At one point Michael gets into a heated discussion with a yuppie-ish guy who has definitely had a few too many. The belligerent yuppie gets shovey. His friends take him outside to cool off and Michael takes the loss. It’s not a cool moment of confrontation but a pretty accurate take on how arguments flare up and can blow back down, with a few feathers ruffled but the bar still standing. I don’t think we ever hear the yuppie’s name, although the movie spends several scenes with him and his ramblings. Like Wiseman, the Rosses don’t identify people onscreen, letting names come naturally or not at all. But in City Hall, this creates an institutional anonymity that a place imposes on individuals, Bloody Nose, Empty Pockets shows strangers willingly — if sometimes fractiously — sharing a space. It’s a place where the people may not know your name, but where you can walk in with no reservations.
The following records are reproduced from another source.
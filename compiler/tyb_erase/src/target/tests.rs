use pretty_assertions::assert_eq;
use tyb_ir::Wrapper;

use super::*;

#[test]
fn test_display() {
    let list = TargetType::generic(
        "java.util.Map",
        [
            TypeArg::Exact(TargetType::class("lang.String")),
            TypeArg::Extends(TargetType::Var("V".to_owned())),
        ],
    );
    assert_eq!(list.to_string(), "java.util.Map<lang.String, ? extends V>");
    assert_eq!(
        TargetType::generic("m.Sink", [TypeArg::Super(TargetType::object())]).to_string(),
        "m.Sink<? super java.lang.Object>"
    );
    assert_eq!(TargetType::generic("m.Box", [TypeArg::Wildcard]).to_string(), "m.Box<?>");
    assert_eq!(TargetType::Native(Wrapper::Integer).to_string(), "long");
    assert_eq!(TargetType::Native(Wrapper::String).to_string(), "java.lang.String");
}

#[test]
fn test_predicates() {
    assert!(TargetType::object().is_object());
    assert!(!TargetType::class("m.Item").is_object());
    assert!(!TargetType::Native(Wrapper::Boolean).is_reference());
    assert!(TargetType::Native(Wrapper::String).is_reference());
    assert_eq!(TargetType::Native(Wrapper::Float).erased_name(), "double");
    assert_eq!(TargetType::class("m.Item").type_args(), &[] as &[TypeArg]);
}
What does it say about City Hall that Frederick Wiseman made a four-and-a-half-hour movie about Boston without ever going into a bar or showing someone drinking a beer? Walsh, as he discusses in the movie and is very open about in general, is an alcoholic but that’s not it. There are many scenes of community in City Hall, from veterans sharing their traumas with each other to politicians forming a (very photogenic) relay line to load up food for the homeless, and all are organized through the government, the same government riding a development boom that is pricing out the smaller places and the residents who visit them, like the minority building contractor who puts the lie to some officials who say they need to study discrimination he’s been living for decades. City Hall listens, City Hall moves on. But a city has to be more than City Hall, right? The institution is not the people and the people have needs that it can’t serve. Take away the places that do serve those needs and all you’re left with is cold stone, slowly eroding as people walk over it on their way to somewhere else.
It’s unclear what The Roaring 20s will become after its final night of service. The bartenders and regulars are sad but not despondent and there was clearly no big push to save the place, never more than 2/3 full at best on the last night of its existence. Its community vanishes easily and it was never that strong to begin with. The final bartender cleaning up tells Michael he has to go and thinks he can find a different place, not registering — never registering, after all this time? — how this one has literally been his home. From the look of betrayal on his face, it would’ve hurt less if she had glassed him. Better that than thoughtless exile. The unimportant people of “Electricity” have to gather around “suburban campfires” as night draws, talking of hopes and fears out there instead of over beers and shots in a warm room while the music plays. Michael knows what he’s lost. On his way out the door, he bitterly mutters the eternal urban epitaph: “You had a good place here, once.”